_ACTIVITY:_
Of all the lines in the records below, copy only those that contain the string "OrderPlacer".

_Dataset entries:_
○ ○ ○ ○ ○ ○ ○
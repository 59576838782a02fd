// src/application/usecase/sheet_pipeline_usecase.rs
// Sheet-driven order pipeline: one pass over the order rows per cycle

use std::sync::Arc;
use std::time::Duration;

use chrono::Local;

use crate::application::dto::parser::{parse_quantity, triage_row, RowTriage};
use crate::application::dto::{ApplicationError, CycleReport, RowOutcome};
use crate::application::usecase::order_usecase::OrderPlacer;
use crate::domain::errors::SheetResult;
use crate::domain::model::{
    CellValue, Direction, InstrumentKey, OrderOutcome, OrderRequest, OrderType, SheetRow,
    PLACED_SENTINEL,
};
use crate::domain::repository::{LedgerEntry, SheetRepository, SubmissionLedger};

/// Column of the status cell; timestamp and limit price follow it.
pub const STATUS_COLUMN: usize = 4;

const TIMESTAMP_FORMAT: &str = "%Y-%m-%d %H:%M:%S";

pub struct SheetOrderPipeline {
    placer: OrderPlacer,
    sheet: Box<dyn SheetRepository>,
    ledger: Option<Arc<dyn SubmissionLedger>>,
    row_throttle: Duration,
}

impl SheetOrderPipeline {
    pub fn new(placer: OrderPlacer, sheet: Box<dyn SheetRepository>, row_throttle: Duration) -> Self {
        Self {
            placer,
            sheet,
            ledger: None,
            row_throttle,
        }
    }

    /// Remember submissions whose write-back failed so they are not sent twice.
    pub fn with_ledger(mut self, ledger: Arc<dyn SubmissionLedger>) -> Self {
        self.ledger = Some(ledger);
        self
    }

    /// Run one cycle: reconnect, read every row, process data rows in order.
    pub async fn run_cycle(&mut self) -> SheetResult<CycleReport> {
        log::info!("Polling order sheet...");
        self.sheet.connect().await?;

        let rows = self.sheet.read_all_rows().await?;
        let mut report = CycleReport::default();

        if rows.len() <= 1 {
            log::info!("No data rows found (only header)");
            return Ok(report);
        }

        // rows[0] is the header; sheet rows are 1-based
        for (idx, cells) in rows.iter().enumerate().skip(1) {
            let row = SheetRow::from_cells(idx + 1, cells);
            report.total += 1;

            let (outcome, reached_broker) = self.process_row(&row).await;
            match &outcome {
                RowOutcome::Invalid(reason) => log::warn!("Invalid row: {}", reason),
                RowOutcome::Skipped => log::debug!("Row {} already placed", row.row_number),
                RowOutcome::Placed(placed) => log::info!(
                    "Row {} placed as order {} ({})",
                    row.row_number,
                    placed.order_id,
                    placed.order_type
                ),
                RowOutcome::Failed(e) => {
                    log::error!("Row {} left for next cycle: {}", row.row_number, e)
                }
            }
            report.record(&outcome);

            if reached_broker && !self.row_throttle.is_zero() {
                tokio::time::sleep(self.row_throttle).await;
            }
        }

        log::info!("Cycle done: {}", report);
        Ok(report)
    }

    /// Process one row. The flag reports whether the broker was contacted.
    pub async fn process_row(&self, row: &SheetRow) -> (RowOutcome, bool) {
        let request = match triage_row(row) {
            RowTriage::Invalid(reason) => return (RowOutcome::Invalid(reason), false),
            RowTriage::Skipped => {
                self.forget_write_back(row);
                return (RowOutcome::Skipped, false);
            }
            RowTriage::Pending(request) => request,
        };

        let key = ledger_key(row.row_number, &request);
        if let Some(entry) = self.pending_write_back(&key, row) {
            return (self.retry_write_back(row, &key, &request, entry).await, false);
        }

        log::info!(
            "Placing order for row {}: {} {} {}",
            row.row_number,
            request.symbol,
            request.direction,
            request.quantity
        );

        let placed = match self.placer.place(&request).await {
            Ok(placed) => placed,
            Err(e) => return (RowOutcome::Failed(e), true),
        };

        let timestamp = Local::now().format(TIMESTAMP_FORMAT).to_string();
        let outcome = match self.mark_placed(row.row_number, &timestamp, &placed).await {
            Ok(()) => RowOutcome::Placed(placed),
            Err(e) => {
                // The order is live; without a ledger the next cycle submits it again.
                self.remember(&key, &placed, timestamp, row);
                RowOutcome::Failed(e)
            }
        };

        (outcome, true)
    }

    async fn mark_placed(
        &self,
        row_number: usize,
        timestamp: &str,
        placed: &OrderOutcome,
    ) -> Result<(), ApplicationError> {
        let values = [
            CellValue::Text(PLACED_SENTINEL.to_string()),
            CellValue::Text(timestamp.to_string()),
            placed
                .limit_price
                .map(CellValue::Number)
                .unwrap_or_else(|| CellValue::Text(String::new())),
        ];
        self.sheet
            .write_values(row_number, STATUS_COLUMN, &values)
            .await?;
        Ok(())
    }

    /// Ledger entry still owed a write-back. An entry recorded under a
    /// different status cell is stale and is dropped.
    fn pending_write_back(&self, key: &str, row: &SheetRow) -> Option<LedgerEntry> {
        let ledger = self.ledger.as_ref()?;
        let entry = match ledger.lookup(key) {
            Ok(entry) => entry?,
            Err(e) => {
                log::error!("Failed reading submission ledger: {}", e);
                return None;
            }
        };

        if entry.prior_status != row.status {
            log::warn!(
                "Row {} status changed since order {} was sent; submitting again",
                row.row_number,
                entry.order_id
            );
            self.clear_entry(key);
            return None;
        }
        Some(entry)
    }

    /// A row marked placed no longer needs its ledger entry.
    fn forget_write_back(&self, row: &SheetRow) {
        let Some(ledger) = &self.ledger else {
            return;
        };
        let (Ok(direction), Ok(quantity)) = (row.direction.parse::<Direction>(), parse_quantity(&row.quantity))
        else {
            return;
        };
        let request = OrderRequest {
            symbol: row.symbol.clone(),
            direction,
            quantity,
            product: None,
        };
        let key = ledger_key(row.row_number, &request);
        if let Ok(Some(entry)) = ledger.lookup(&key) {
            log::info!(
                "Row {} marked placed; dropping ledger entry for order {}",
                row.row_number,
                entry.order_id
            );
            self.clear_entry(&key);
        }
    }

    fn clear_entry(&self, key: &str) {
        let Some(ledger) = &self.ledger else {
            return;
        };
        if let Err(e) = ledger.clear(key) {
            log::warn!("Failed clearing ledger entry {}: {}", key, e);
        }
    }

    fn remember(&self, key: &str, placed: &OrderOutcome, timestamp: String, row: &SheetRow) {
        let Some(ledger) = &self.ledger else {
            return;
        };
        let entry = LedgerEntry {
            order_id: placed.order_id.clone(),
            limit_price: placed.limit_price,
            submitted_at: timestamp,
            prior_status: row.status.clone(),
        };
        if let Err(e) = ledger.record(key, entry) {
            log::error!("Failed recording order {} in ledger: {}", placed.order_id, e);
        }
    }

    async fn retry_write_back(
        &self,
        row: &SheetRow,
        key: &str,
        request: &OrderRequest,
        entry: LedgerEntry,
    ) -> RowOutcome {
        log::info!(
            "Row {} already submitted as order {}; retrying status write",
            row.row_number,
            entry.order_id
        );

        let classification = self.placer.classifier().classify(&request.symbol);
        let placed = OrderOutcome {
            order_id: entry.order_id,
            order_type: if entry.limit_price.is_some() {
                OrderType::Limit
            } else {
                OrderType::Market
            },
            limit_price: entry.limit_price,
            instrument: InstrumentKey::new(classification.exchange, &request.symbol),
            product: classification.product_for(request.product),
        };

        if let Err(e) = self.mark_placed(row.row_number, &entry.submitted_at, &placed).await {
            return RowOutcome::Failed(e);
        }

        self.clear_entry(key);
        RowOutcome::Placed(placed)
    }
}

/// Identity of a submission: the row plus the request it carried.
pub fn ledger_key(row_number: usize, request: &OrderRequest) -> String {
    format!(
        "{}|{}|{}|{}",
        row_number,
        request.symbol.to_uppercase(),
        request.direction,
        request.quantity
    )
}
○ ○ ○ ○ ○ ○ ○
_REPLY TO THE EXERCISE:_
use crate::application::usecase::order_usecase::OrderPlacer;
    placer: OrderPlacer,
    pub fn new(placer: OrderPlacer, sheet: Box<dyn SheetRepository>, row_throttle: Duration) -> Self {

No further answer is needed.